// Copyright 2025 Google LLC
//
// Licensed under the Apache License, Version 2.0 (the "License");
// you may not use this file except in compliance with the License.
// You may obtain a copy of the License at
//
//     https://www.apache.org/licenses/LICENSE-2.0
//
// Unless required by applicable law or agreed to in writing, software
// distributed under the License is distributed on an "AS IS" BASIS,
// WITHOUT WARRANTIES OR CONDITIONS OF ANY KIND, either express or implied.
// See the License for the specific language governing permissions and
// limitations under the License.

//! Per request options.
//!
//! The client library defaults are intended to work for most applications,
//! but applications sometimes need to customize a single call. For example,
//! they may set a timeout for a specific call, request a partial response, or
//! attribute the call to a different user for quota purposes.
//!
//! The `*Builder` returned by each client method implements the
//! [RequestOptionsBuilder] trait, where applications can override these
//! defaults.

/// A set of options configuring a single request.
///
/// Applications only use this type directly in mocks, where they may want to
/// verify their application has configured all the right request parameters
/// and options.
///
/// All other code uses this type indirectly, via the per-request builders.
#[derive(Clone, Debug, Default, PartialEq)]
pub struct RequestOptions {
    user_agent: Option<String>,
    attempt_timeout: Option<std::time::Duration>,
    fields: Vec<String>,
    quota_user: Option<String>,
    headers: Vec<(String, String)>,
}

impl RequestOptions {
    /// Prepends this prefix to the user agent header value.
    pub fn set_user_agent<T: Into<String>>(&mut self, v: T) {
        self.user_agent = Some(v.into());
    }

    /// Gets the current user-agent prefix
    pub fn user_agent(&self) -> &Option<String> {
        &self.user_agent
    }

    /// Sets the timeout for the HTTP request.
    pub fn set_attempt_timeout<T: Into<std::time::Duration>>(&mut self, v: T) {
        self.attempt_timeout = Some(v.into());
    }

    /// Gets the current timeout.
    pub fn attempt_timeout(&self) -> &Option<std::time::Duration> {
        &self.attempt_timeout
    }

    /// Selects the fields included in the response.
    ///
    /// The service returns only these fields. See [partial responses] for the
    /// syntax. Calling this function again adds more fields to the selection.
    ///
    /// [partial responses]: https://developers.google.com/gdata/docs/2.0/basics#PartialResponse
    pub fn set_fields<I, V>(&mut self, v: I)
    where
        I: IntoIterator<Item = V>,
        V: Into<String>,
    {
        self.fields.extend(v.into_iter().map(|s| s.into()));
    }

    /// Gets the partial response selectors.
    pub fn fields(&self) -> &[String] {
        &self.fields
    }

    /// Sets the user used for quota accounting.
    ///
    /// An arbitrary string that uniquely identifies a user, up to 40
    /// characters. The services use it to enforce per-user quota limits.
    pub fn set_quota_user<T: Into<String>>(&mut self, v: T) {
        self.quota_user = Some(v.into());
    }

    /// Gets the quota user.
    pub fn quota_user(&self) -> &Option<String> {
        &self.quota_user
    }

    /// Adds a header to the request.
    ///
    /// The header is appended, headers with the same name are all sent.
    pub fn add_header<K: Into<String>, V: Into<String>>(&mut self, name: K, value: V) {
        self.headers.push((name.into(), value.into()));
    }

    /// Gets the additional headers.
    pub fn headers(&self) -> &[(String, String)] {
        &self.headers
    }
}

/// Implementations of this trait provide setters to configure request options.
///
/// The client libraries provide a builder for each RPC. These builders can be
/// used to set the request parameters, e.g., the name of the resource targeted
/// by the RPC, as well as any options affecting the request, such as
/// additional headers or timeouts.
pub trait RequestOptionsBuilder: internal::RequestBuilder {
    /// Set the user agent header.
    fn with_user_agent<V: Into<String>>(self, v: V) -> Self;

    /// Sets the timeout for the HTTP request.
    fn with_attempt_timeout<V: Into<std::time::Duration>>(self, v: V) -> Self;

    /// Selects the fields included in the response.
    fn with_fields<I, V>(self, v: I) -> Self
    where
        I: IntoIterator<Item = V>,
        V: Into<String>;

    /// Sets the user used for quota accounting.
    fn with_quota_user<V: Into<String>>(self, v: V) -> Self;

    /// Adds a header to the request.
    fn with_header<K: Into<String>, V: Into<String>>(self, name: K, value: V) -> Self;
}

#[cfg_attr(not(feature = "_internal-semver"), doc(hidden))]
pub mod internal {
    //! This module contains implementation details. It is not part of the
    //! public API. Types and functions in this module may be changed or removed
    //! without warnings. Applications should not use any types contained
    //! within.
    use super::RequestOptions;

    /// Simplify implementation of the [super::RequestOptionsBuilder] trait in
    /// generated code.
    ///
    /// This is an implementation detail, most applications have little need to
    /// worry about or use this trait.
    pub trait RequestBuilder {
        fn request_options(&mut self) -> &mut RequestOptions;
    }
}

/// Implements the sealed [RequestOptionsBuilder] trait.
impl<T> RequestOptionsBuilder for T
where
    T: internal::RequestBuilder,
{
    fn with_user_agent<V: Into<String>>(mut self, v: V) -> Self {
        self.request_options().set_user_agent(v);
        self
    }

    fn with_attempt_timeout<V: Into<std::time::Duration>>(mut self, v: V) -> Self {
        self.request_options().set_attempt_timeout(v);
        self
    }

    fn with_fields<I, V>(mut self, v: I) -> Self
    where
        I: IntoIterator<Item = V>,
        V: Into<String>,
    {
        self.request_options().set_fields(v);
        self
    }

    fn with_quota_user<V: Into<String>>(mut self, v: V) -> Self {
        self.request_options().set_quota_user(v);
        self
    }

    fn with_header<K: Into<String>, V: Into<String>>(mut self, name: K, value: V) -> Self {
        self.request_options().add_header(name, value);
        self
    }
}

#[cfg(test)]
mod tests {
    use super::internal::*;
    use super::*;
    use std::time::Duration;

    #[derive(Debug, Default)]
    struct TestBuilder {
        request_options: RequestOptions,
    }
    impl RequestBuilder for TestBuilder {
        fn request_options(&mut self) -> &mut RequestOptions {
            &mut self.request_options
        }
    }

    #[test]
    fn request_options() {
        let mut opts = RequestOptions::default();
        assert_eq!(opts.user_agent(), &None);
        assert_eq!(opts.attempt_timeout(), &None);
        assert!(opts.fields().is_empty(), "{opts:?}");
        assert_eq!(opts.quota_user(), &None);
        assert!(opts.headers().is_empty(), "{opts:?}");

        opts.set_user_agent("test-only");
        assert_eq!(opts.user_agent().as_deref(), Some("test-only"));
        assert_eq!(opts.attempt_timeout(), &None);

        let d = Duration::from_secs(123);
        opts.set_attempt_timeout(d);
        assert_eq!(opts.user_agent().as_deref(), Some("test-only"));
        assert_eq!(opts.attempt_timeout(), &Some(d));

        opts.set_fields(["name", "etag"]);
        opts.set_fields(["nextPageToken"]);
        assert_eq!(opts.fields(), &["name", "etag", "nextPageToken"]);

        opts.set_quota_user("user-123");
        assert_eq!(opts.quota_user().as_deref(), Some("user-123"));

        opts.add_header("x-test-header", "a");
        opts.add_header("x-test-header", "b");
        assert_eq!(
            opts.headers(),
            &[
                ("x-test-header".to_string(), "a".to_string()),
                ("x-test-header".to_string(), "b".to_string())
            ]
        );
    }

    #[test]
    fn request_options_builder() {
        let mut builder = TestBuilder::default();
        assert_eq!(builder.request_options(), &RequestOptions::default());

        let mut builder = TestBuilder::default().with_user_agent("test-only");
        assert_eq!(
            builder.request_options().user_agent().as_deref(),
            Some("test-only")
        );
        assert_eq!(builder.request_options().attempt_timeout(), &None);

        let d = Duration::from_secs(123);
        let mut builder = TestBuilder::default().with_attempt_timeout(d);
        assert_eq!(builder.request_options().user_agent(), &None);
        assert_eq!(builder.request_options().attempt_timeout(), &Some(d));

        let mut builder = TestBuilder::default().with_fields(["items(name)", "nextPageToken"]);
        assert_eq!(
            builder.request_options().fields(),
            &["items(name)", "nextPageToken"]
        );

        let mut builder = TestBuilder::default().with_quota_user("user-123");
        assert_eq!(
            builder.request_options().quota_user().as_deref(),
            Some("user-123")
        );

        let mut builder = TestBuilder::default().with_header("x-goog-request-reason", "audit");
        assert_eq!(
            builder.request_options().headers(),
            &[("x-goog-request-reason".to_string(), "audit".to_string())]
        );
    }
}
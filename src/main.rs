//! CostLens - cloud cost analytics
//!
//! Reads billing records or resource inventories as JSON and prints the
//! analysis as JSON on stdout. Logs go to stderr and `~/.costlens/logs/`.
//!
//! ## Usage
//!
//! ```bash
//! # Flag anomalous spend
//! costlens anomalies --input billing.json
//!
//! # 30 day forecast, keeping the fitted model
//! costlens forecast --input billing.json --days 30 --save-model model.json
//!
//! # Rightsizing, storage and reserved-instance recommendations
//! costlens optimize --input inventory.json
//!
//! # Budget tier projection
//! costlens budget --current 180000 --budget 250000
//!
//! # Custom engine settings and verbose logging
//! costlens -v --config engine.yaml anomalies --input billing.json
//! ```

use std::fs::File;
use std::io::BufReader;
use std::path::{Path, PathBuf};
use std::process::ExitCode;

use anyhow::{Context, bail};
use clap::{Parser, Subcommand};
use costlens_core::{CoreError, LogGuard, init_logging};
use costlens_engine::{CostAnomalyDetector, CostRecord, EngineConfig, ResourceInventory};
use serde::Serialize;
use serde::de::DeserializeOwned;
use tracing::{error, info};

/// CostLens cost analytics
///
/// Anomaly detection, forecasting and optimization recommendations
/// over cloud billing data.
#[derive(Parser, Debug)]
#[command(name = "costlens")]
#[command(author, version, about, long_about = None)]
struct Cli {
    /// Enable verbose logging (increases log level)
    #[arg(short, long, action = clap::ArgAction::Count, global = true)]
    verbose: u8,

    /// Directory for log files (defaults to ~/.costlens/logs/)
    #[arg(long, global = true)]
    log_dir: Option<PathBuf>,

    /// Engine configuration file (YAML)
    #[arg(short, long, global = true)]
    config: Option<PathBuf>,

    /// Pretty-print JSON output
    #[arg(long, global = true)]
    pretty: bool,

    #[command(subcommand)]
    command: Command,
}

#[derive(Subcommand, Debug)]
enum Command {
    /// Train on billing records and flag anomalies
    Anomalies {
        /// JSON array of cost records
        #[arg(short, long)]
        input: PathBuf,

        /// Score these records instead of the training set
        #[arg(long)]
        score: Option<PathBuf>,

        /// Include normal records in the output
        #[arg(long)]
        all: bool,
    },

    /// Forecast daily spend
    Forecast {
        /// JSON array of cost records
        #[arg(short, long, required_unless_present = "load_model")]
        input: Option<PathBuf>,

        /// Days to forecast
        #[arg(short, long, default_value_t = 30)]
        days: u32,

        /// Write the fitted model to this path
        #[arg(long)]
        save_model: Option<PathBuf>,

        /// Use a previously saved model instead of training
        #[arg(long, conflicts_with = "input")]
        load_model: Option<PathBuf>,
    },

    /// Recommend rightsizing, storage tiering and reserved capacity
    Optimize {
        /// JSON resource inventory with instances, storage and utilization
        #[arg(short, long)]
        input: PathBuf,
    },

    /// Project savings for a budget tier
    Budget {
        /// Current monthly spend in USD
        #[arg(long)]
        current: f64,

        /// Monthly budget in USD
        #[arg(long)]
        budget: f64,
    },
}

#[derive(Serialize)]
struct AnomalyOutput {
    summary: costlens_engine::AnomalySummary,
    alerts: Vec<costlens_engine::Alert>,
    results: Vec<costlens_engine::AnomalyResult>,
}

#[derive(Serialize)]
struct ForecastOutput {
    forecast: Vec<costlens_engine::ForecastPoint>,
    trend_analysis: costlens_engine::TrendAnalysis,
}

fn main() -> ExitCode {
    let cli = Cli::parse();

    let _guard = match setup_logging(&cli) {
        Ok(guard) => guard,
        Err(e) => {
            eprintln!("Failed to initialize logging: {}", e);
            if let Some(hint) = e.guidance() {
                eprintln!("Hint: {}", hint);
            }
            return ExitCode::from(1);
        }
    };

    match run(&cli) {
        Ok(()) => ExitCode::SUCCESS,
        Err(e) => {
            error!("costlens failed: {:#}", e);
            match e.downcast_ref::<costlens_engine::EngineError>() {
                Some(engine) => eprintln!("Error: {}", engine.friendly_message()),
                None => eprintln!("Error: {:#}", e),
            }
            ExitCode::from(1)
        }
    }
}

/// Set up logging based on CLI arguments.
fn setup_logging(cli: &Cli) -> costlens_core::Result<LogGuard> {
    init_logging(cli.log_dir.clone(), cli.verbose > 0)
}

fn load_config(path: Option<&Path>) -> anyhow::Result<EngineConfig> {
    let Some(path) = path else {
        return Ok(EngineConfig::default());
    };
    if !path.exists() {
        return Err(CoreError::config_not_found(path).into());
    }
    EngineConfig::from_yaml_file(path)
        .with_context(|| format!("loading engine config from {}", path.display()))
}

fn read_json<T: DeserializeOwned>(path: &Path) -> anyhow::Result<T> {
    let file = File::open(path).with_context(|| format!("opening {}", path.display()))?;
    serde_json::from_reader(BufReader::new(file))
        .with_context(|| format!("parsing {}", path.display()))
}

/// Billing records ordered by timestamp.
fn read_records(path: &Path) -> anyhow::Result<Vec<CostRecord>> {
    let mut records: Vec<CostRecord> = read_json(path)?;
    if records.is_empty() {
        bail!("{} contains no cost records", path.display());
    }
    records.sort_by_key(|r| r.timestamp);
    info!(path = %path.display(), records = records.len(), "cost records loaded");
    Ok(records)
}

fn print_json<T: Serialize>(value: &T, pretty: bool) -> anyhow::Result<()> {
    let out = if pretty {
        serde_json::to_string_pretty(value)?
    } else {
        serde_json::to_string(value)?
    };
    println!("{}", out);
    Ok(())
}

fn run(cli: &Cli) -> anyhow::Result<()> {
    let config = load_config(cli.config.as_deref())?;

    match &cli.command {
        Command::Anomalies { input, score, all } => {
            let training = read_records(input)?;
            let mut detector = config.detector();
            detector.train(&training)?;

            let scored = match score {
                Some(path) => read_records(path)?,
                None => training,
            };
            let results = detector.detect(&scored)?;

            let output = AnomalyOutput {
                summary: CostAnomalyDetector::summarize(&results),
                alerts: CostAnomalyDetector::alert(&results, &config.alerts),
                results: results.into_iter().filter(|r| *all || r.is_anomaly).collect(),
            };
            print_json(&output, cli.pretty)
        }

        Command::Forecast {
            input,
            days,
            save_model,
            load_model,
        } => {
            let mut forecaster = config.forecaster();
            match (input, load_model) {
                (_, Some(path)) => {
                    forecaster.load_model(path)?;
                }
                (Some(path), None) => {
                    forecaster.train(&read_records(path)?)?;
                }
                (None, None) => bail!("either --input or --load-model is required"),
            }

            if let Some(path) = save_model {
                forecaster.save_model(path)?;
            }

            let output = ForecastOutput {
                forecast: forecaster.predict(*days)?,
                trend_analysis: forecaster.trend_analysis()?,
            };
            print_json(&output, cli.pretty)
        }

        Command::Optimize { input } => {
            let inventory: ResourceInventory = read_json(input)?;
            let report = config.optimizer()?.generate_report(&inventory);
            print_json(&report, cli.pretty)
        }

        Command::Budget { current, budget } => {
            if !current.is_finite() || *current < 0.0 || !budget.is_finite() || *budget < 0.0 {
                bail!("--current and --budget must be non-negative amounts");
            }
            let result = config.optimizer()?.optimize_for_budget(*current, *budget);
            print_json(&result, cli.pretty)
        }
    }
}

================

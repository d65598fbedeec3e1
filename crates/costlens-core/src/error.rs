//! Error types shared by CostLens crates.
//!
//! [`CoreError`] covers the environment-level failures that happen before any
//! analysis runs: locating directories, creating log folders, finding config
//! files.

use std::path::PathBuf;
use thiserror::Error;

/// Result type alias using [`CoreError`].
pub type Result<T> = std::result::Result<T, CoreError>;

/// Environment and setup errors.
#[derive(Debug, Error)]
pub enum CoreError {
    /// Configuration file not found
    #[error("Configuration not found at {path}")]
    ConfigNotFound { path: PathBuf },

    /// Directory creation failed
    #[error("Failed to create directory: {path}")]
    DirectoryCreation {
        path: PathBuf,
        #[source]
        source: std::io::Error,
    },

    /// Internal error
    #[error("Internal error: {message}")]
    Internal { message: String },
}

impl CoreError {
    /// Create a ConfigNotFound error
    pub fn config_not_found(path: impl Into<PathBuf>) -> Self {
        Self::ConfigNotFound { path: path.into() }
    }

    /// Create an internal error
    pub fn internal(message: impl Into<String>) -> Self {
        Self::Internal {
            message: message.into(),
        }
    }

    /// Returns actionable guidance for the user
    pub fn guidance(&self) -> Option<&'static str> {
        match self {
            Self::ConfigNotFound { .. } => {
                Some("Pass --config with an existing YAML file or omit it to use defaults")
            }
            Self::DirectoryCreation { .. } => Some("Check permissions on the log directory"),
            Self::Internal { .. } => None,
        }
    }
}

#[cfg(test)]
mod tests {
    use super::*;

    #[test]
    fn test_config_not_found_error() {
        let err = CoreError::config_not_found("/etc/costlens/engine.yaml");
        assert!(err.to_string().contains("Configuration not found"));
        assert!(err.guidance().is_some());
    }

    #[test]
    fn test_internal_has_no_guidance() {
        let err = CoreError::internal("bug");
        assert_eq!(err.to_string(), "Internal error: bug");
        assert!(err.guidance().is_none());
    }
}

================

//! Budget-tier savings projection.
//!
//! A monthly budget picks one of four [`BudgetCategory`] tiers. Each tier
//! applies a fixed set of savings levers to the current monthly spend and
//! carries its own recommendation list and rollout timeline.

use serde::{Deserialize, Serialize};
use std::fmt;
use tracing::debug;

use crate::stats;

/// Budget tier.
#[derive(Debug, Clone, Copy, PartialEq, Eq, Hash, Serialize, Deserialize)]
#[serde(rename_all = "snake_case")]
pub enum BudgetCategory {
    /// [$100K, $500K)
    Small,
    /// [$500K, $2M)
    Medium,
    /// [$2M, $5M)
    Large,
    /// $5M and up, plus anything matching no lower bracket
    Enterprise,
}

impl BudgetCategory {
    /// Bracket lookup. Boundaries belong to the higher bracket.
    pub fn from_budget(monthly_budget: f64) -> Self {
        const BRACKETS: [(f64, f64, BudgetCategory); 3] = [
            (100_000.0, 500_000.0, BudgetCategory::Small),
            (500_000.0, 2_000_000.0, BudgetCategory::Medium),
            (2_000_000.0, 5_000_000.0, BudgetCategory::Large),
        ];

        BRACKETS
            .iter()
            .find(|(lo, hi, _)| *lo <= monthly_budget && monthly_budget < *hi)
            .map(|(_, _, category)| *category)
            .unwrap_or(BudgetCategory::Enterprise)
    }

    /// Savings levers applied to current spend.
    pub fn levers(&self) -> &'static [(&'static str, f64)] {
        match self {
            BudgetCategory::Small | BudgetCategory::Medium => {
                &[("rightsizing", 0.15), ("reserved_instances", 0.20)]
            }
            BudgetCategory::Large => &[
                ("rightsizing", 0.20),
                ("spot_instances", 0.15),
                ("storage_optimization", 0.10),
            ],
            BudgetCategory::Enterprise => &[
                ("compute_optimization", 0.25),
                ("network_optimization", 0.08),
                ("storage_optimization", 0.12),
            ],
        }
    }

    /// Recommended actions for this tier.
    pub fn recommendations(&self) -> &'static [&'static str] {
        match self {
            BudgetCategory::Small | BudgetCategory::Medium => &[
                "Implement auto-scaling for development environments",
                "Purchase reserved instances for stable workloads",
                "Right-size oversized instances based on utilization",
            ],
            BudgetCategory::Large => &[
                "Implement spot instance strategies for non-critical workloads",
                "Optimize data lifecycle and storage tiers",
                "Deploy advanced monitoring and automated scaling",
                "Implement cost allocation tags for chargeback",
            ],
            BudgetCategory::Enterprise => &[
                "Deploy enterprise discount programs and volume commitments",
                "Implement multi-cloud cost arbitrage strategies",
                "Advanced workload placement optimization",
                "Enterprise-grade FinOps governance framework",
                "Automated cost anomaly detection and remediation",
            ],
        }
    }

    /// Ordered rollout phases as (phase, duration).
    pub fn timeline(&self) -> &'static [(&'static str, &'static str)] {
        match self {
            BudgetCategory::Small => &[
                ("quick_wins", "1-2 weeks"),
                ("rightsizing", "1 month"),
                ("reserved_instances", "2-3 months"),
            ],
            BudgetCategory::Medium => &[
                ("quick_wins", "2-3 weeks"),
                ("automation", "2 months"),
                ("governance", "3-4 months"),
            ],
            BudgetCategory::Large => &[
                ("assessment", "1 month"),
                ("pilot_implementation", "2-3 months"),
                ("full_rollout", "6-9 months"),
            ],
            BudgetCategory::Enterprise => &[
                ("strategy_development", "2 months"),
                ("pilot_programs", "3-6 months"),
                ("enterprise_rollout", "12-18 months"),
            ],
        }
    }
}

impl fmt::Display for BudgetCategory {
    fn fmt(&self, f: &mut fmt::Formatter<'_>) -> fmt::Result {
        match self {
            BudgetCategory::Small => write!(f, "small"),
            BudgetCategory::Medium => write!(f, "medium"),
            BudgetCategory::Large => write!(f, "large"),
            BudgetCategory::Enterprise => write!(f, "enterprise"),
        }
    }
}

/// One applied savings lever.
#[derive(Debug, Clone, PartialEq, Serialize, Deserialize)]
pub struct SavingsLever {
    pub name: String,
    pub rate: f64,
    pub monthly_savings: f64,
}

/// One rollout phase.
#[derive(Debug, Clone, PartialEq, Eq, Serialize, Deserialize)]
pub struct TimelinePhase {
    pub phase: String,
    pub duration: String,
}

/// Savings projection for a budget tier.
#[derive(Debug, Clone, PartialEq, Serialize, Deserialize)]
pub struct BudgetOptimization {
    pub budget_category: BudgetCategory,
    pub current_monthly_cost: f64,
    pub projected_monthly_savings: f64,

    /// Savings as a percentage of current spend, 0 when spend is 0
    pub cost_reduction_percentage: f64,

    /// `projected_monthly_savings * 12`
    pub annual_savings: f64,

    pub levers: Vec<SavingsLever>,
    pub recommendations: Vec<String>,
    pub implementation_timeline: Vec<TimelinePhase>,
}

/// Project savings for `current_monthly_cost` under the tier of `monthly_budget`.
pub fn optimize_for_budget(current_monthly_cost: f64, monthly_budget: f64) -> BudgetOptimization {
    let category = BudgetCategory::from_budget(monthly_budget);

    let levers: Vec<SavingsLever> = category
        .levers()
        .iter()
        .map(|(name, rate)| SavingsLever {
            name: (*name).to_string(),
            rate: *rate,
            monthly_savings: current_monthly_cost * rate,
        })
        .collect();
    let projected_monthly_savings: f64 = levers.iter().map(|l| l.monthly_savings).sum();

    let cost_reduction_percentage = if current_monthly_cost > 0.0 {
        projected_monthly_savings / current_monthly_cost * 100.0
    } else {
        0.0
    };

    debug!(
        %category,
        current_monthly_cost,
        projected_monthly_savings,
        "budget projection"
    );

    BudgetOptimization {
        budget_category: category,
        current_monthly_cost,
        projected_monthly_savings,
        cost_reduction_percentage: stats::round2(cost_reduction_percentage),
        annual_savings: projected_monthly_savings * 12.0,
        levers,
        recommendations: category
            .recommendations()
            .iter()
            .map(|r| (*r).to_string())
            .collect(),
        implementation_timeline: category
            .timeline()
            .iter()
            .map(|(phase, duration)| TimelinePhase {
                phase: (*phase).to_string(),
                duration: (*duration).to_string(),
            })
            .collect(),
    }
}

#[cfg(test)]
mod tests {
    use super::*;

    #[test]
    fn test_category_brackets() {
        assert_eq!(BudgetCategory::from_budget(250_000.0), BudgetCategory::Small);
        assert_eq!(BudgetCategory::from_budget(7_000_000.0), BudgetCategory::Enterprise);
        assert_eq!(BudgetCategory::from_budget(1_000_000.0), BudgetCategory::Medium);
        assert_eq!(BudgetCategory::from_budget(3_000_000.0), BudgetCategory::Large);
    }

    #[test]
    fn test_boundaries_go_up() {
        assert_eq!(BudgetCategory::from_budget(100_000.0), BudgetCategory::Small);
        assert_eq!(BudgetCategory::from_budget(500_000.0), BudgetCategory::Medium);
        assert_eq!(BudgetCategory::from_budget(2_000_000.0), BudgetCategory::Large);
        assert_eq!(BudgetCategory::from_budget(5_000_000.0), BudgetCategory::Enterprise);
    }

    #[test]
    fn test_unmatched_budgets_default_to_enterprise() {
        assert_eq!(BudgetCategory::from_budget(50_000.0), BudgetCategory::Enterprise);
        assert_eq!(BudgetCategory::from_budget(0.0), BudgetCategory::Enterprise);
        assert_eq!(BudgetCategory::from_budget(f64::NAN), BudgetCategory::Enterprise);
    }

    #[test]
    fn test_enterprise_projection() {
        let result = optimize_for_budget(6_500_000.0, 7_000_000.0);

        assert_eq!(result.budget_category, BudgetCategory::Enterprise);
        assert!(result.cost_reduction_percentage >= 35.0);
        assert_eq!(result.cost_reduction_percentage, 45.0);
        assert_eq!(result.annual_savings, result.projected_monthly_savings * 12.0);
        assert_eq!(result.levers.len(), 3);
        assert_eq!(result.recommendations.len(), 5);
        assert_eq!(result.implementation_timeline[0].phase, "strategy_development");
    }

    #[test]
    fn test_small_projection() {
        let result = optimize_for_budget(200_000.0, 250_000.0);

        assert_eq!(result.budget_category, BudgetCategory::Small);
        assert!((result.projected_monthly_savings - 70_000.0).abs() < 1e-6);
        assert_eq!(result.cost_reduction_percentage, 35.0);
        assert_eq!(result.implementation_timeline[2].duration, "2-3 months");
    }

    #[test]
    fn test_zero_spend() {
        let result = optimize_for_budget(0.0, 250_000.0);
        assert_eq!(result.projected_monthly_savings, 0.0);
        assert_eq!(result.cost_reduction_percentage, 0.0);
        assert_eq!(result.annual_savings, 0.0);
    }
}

================

*Assignment*
Set down, from the entries above, exactly the lines from the one with "2025 Google LLC" up to and including the one with "partial response, or", and no other lines.

*Result for this task*
// Copyright 2025 Google LLC
//
// Licensed under the Apache License, Version 2.0 (the "License");
// you may not use this file except in compliance with the License.
// You may obtain a copy of the License at
//
//     https://www.apache.org/licenses/LICENSE-2.0
//
// Unless required by applicable law or agreed to in writing, software
// distributed under the License is distributed on an "AS IS" BASIS,
// WITHOUT WARRANTIES OR CONDITIONS OF ANY KIND, either express or implied.
// See the License for the specific language governing permissions and
// limitations under the License.

//! Per request options.
//!
//! The client library defaults are intended to work for most applications,
//! but applications sometimes need to customize a single call. For example,
//! they may set a timeout for a specific call, request a partial response, or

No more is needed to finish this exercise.